15 February 2018

Lessons to be learnt

Last week we saw volatility return to global equity markets with a bang, with the major indices registering their worst performance in two years.


The sell-off was caused initially by US employment data showing an increase in wage inflation, which prompted expectations that the Federal Reserve will raise interest rates quicker than they had previously been signalled. Rising interest rates mean that companies’ profits are impacted by a higher cost of borrowing, while individuals spend less and save more as inflation bites. Traders therefore reacted to the data by selling off Treasury bonds and subsequently equities, locking in profits after a long run of rising share prices.

However, this pullback in markets was anticipated, so why was the market reaction so severe? One simple reason is that the S&P had not had a single day’s fall of more than 1% since August 2017, and was up 40% since the 2016 election and more than 7% in January alone. After such a long winning streak, inevitably the correction would be sharp. But it also appears that the sell-off was exacerbated by a type of financial instrument that had been designed to benefit from the subdued volatility the market had been experiencing. Banks had created a type of exchange-traded note (‘ETN’) that was designed to produce the opposite returns of the VIX (an index that measures market volatility), thereby allowing holders to profit from decreasing volatility. But when the US markets sold off in response to the employment data, the VIX spiked and the holders of these instruments were faced with large losses. To cover these losses they were forced to sell other assets, causing further volatility that meant the ETNs fell further in value, increasing the holders’ losses and so on.

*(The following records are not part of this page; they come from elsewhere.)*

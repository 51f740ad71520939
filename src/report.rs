//! Console and JSON rendering of scan results.

use std::fmt::Write as FmtWrite;
use std::path::{Path, PathBuf};

use serde::Serialize;

use crate::scanner::{CommentKind, ScanResult};

const RULE_WIDTH: usize = 80;

/// Scan result for one file, ready to be printed.
#[derive(Debug, Clone)]
pub struct FileReport {
    pub path: PathBuf,
    pub result: ScanResult,
}

impl FileReport {
    pub fn new(path: &Path, result: ScanResult) -> Self {
        FileReport {
            path: path.to_path_buf(),
            result,
        }
    }

    pub fn file_name(&self) -> String {
        self.path
            .file_name()
            .map(|name| name.to_string_lossy().into_owned())
            .unwrap_or_else(|| self.path.to_string_lossy().into_owned())
    }
}

/// Escape control characters so that a block record stays on one line.
pub fn escape_content(content: &str) -> String {
    let mut escaped = String::with_capacity(content.len());
    for c in content.chars() {
        match c {
            '\\' => escaped.push_str("\\\\"),
            '\n' => escaped.push_str("\\n"),
            '\r' => escaped.push_str("\\r"),
            '\t' => escaped.push_str("\\t"),
            _ => escaped.push(c),
        }
    }
    escaped
}

pub fn format_file_report(report: &FileReport) -> String {
    let result = &report.result;
    let mut output = String::new();
    let _ = writeln!(output, "{}", "=".repeat(RULE_WIDTH));
    let _ = writeln!(output, "文件名：{}", report.file_name());
    let _ = writeln!(output, "注释信息：");
    let _ = writeln!(output, "{}", "-".repeat(RULE_WIDTH));
    let _ = writeln!(output, "行号\t注释内容");
    for record in &result.records {
        let _ = writeln!(
            output,
            "{}\t{}",
            record.line_number,
            escape_content(&record.content)
        );
    }
    let _ = writeln!(output, "{}", "-".repeat(RULE_WIDTH));
    let _ = writeln!(
        output,
        "注释行数：\t{}\t总行数：\t{}\t注释占比：\t{}%",
        result.comment_line_count,
        result.total_line_count,
        result.line_ratio()
    );
    let _ = writeln!(
        output,
        "注释字母数：\t{}\t总字母数：\t{}\t注释字母占比：\t{}%",
        result.comment_char_count,
        result.total_char_count,
        result.char_ratio()
    );
    output
}

pub fn closing_rule() -> String {
    format!("{}\n", "=".repeat(RULE_WIDTH))
}

#[derive(Debug, Serialize)]
struct JsonRecord<'a> {
    #[serde(rename = "行号")]
    line_number: usize,
    #[serde(rename = "内容")]
    content: &'a str,
    #[serde(rename = "类型")]
    kind: &'static str,
}

fn kind_label(kind: CommentKind) -> &'static str {
    match kind {
        CommentKind::Hash => "单行注释",
        CommentKind::Block => "多行注释",
    }
}

#[derive(Debug, Serialize)]
struct JsonFileReport<'a> {
    #[serde(rename = "文件名")]
    path: String,
    #[serde(rename = "注释信息")]
    records: Vec<JsonRecord<'a>>,
    #[serde(rename = "注释行数")]
    comment_line_count: usize,
    #[serde(rename = "总行数")]
    total_line_count: usize,
    #[serde(rename = "注释占比")]
    line_ratio: u64,
    #[serde(rename = "注释字母数")]
    comment_char_count: usize,
    #[serde(rename = "总字母数")]
    total_char_count: usize,
    #[serde(rename = "注释字母占比")]
    char_ratio: u64,
}

impl<'a> From<&'a FileReport> for JsonFileReport<'a> {
    fn from(report: &'a FileReport) -> Self {
        let result = &report.result;
        JsonFileReport {
            path: report.path.to_string_lossy().into_owned(),
            records: result
                .records
                .iter()
                .map(|record| JsonRecord {
                    line_number: record.line_number,
                    content: &record.content,
                    kind: kind_label(record.kind),
                })
                .collect(),
            comment_line_count: result.comment_line_count,
            total_line_count: result.total_line_count,
            line_ratio: result.line_ratio(),
            comment_char_count: result.comment_char_count,
            total_char_count: result.total_char_count,
            char_ratio: result.char_ratio(),
        }
    }
}

pub fn render_json(reports: &[FileReport]) -> serde_json::Result<String> {
    let entries: Vec<JsonFileReport<'_>> = reports.iter().map(JsonFileReport::from).collect();
    serde_json::to_string_pretty(&entries)
}

#[cfg(test)]
mod tests {
    use super::*;
    use crate::scanner::scan;

    #[test]
    fn test_escape_content_keeps_block_on_one_line() {
        assert_eq!(escape_content("\nline\tone\r\n"), "\\nline\\tone\\r\\n");
        assert_eq!(escape_content("C:\\path"), "C:\\\\path");
        assert_eq!(escape_content("中文注释"), "中文注释");
    }

    #[test]
    fn test_format_file_report_layout() {
        let report = FileReport::new(
            Path::new("pkg/example2.py"),
            scan("value = 1234567890123456789\n# 0123456789abcdef"),
        );
        let text = format_file_report(&report);
        let lines: Vec<&str> = text.lines().collect();
        assert_eq!(lines[0], "=".repeat(80));
        assert_eq!(lines[1], "文件名：example2.py");
        assert_eq!(lines[2], "注释信息：");
        assert_eq!(lines[3], "-".repeat(80));
        assert_eq!(lines[4], "行号\t注释内容");
        assert_eq!(lines[5], "2\t 0123456789abcdef");
        assert_eq!(lines[6], "-".repeat(80));
        assert_eq!(lines[7], "注释行数：\t1\t总行数：\t2\t注释占比：\t50%");
        assert_eq!(lines[8], "注释字母数：\t17\t总字母数：\t45\t注释字母占比：\t38%");
        assert_eq!(lines.len(), 9);
    }

    #[test]
    fn test_block_records_print_escaped() {
        let report = FileReport::new(Path::new("doc.py"), scan("'''\nabout\n'''\n"));
        let text = format_file_report(&report);
        assert!(text.contains("1\t\\nabout\\n\n"), "{text}");
        assert!(text.contains("3\t\\nabout\\n\n"), "{text}");
    }

    #[test]
    fn test_render_json_uses_report_labels() {
        let reports = vec![FileReport::new(Path::new("a.py"), scan("x = 1  # one\n"))];
        let json = render_json(&reports).expect("json renders");
        let value: serde_json::Value = serde_json::from_str(&json).expect("valid json");
        let first = &value[0];
        assert_eq!(first["文件名"], "a.py");
        assert_eq!(first["注释行数"], 1);
        assert_eq!(first["总行数"], 1);
        assert_eq!(first["注释占比"], 100);
        assert_eq!(first["注释信息"][0]["行号"], 1);
        assert_eq!(first["注释信息"][0]["内容"], " one");
        assert_eq!(first["注释信息"][0]["类型"], "单行注释");
    }
}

How much these ‘volatility strategies’ were the cause of the extent of the market’s fall can be debated. But it called to mind the collapse of Long-Term Capital Management (as detailed by Roger Lowenstein in ‘When Genius Failed’). The hedge fund boasted a mix of star bond traders and leading academics, including two future winners of the Noble Prize for economics, on its payroll. The firm used complex quantitative models to exploit minuscule arbitrage opportunities, but with the stellar reputations of those involved with the firm, Wall St fell over itself to extend the enormous amount of leverage required to make profits from its trading strategies. However, following the Russian default in 1998 the strategy began to rack up losses so great that a $3.3bn bailout was organized by the New York Federal Reserve to prevent the collapse from triggering a global financial crisis.

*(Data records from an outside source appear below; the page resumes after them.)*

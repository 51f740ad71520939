//! Removal mode: strip comments from a file and replace it atomically.

use std::fs;
use std::io::{self, Write};
use std::path::Path;

use tempfile::NamedTempFile;

use crate::error::{NotesError, Result};
use crate::scanner;
use crate::walker::{read_source, should_simulate_path_failure};

const WRITE_FAIL_TAG: &str = "__pynotes_write_fail__.py";

#[derive(Debug, Default, Clone, Copy, PartialEq, Eq)]
pub struct RemovalOutcome {
    pub comment_lines: usize,
    pub rewritten: bool,
}

/// Strip every comment from the file at `path`.
///
/// The new contents are written next to the original and renamed over it, so
/// a failure leaves the original untouched. Files without comments are not
/// rewritten at all.
pub fn remove_notes_in_file(path: &Path) -> Result<RemovalOutcome> {
    let source = read_source(path)?;
    let comment_lines = scanner::scan(&source).comment_line_count;
    let stripped = scanner::strip(&source);

    if stripped == source {
        tracing::debug!("no comments in {}", path.display());
        return Ok(RemovalOutcome {
            comment_lines,
            rewritten: false,
        });
    }

    replace_contents(path, &stripped).map_err(|source| NotesError::Write {
        path: path.to_path_buf(),
        source,
    })?;
    tracing::info!(
        "removed {} comment lines from {}",
        comment_lines,
        path.display()
    );

    Ok(RemovalOutcome {
        comment_lines,
        rewritten: true,
    })
}

fn replace_contents(path: &Path, contents: &str) -> io::Result<()> {
    let parent = match path.parent() {
        Some(parent) if !parent.as_os_str().is_empty() => parent,
        _ => Path::new("."),
    };
    let permissions = fs::metadata(path)?.permissions();

    let mut temp = NamedTempFile::new_in(parent)?;
    temp.write_all(contents.as_bytes())?;
    if should_simulate_path_failure(path, WRITE_FAIL_TAG) {
        return Err(io::Error::other("simulated write failure"));
    }
    temp.flush()?;
    let _ = temp.as_file().sync_all();
    fs::set_permissions(temp.path(), permissions)?;

    temp.persist(path).map_err(|err| err.error)?;
    Ok(())
}

#[cfg(test)]
mod tests {
    use super::*;
    use tempfile::TempDir;

    #[test]
    fn test_remove_notes_rewrites_file() -> io::Result<()> {
        let temp_dir = TempDir::new()?;
        let path = temp_dir.path().join("sample.py");
        fs::write(
            &path,
            "\"\"\"Module doc.\"\"\"\nimport os  # os\n# standalone\nURL = \"http://x#frag\"\n",
        )?;

        let outcome = remove_notes_in_file(&path).expect("removal succeeds");
        assert_eq!(outcome.comment_lines, 3);
        assert!(outcome.rewritten);
        assert_eq!(
            fs::read_to_string(&path)?,
            "import os\nURL = \"http://x#frag\"\n"
        );

        let again = remove_notes_in_file(&path).expect("second removal succeeds");
        assert_eq!(again.comment_lines, 0);
        assert!(!again.rewritten);
        Ok(())
    }

    #[test]
    fn test_clean_file_is_left_alone() -> io::Result<()> {
        let temp_dir = TempDir::new()?;
        let path = temp_dir.path().join("clean.py");
        fs::write(&path, "x = 1\n")?;
        let before = fs::metadata(&path)?.modified()?;

        let outcome = remove_notes_in_file(&path).expect("removal succeeds");
        assert_eq!(outcome, RemovalOutcome::default());
        assert_eq!(fs::metadata(&path)?.modified()?, before);
        Ok(())
    }

    #[test]
    fn test_write_failure_keeps_original_and_leaves_no_temp_file() -> io::Result<()> {
        let temp_dir = TempDir::new()?;
        let path = temp_dir.path().join(WRITE_FAIL_TAG);
        let original = "x = 1  # note\n";
        fs::write(&path, original)?;

        let err = remove_notes_in_file(&path).unwrap_err();
        assert!(matches!(err, NotesError::Write { .. }), "{err:?}");
        assert_eq!(fs::read_to_string(&path)?, original);
        let leftovers = fs::read_dir(temp_dir.path())?.count();
        assert_eq!(leftovers, 1, "temporary file should be cleaned up");
        Ok(())
    }

    #[cfg(unix)]
    #[test]
    fn test_permissions_survive_rewrite() -> io::Result<()> {
        use std::os::unix::fs::PermissionsExt;

        let temp_dir = TempDir::new()?;
        let path = temp_dir.path().join("tool.py");
        fs::write(&path, "#!/usr/bin/env python3\nprint(1)  # go\n")?;
        fs::set_permissions(&path, fs::Permissions::from_mode(0o755))?;

        remove_notes_in_file(&path).expect("removal succeeds");
        let mode = fs::metadata(&path)?.permissions().mode() & 0o777;
        assert_eq!(mode, 0o755);
        assert_eq!(
            fs::read_to_string(&path)?,
            "#!/usr/bin/env python3\nprint(1)\n"
        );
        Ok(())
    }

    #[test]
    fn test_missing_file_is_a_read_error() {
        let temp_dir = TempDir::new().expect("temp dir");
        let err = remove_notes_in_file(&temp_dir.path().join("gone.py")).unwrap_err();
        assert!(matches!(err, NotesError::Read { .. }), "{err:?}");
    }
}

Although extreme, the story serves as a reminder of the impact that increasingly complex and opaque financial instruments can have on the wider market. The amounts at risk last week were not large enough to put any bank at risk, but they still did exaggerate the losses suffered by other market participants. The rise of high frequency traders, computer-driven strategies, passive tracker funds, may or may not prove to be threats to market stability, but it is likely that they will increase levels of volatility. In which case, as an investor, one needs to look beyond the short term and, by focussing on fundamentals, have confidence that your investments will withstand a downturn and recover strongly on the other side.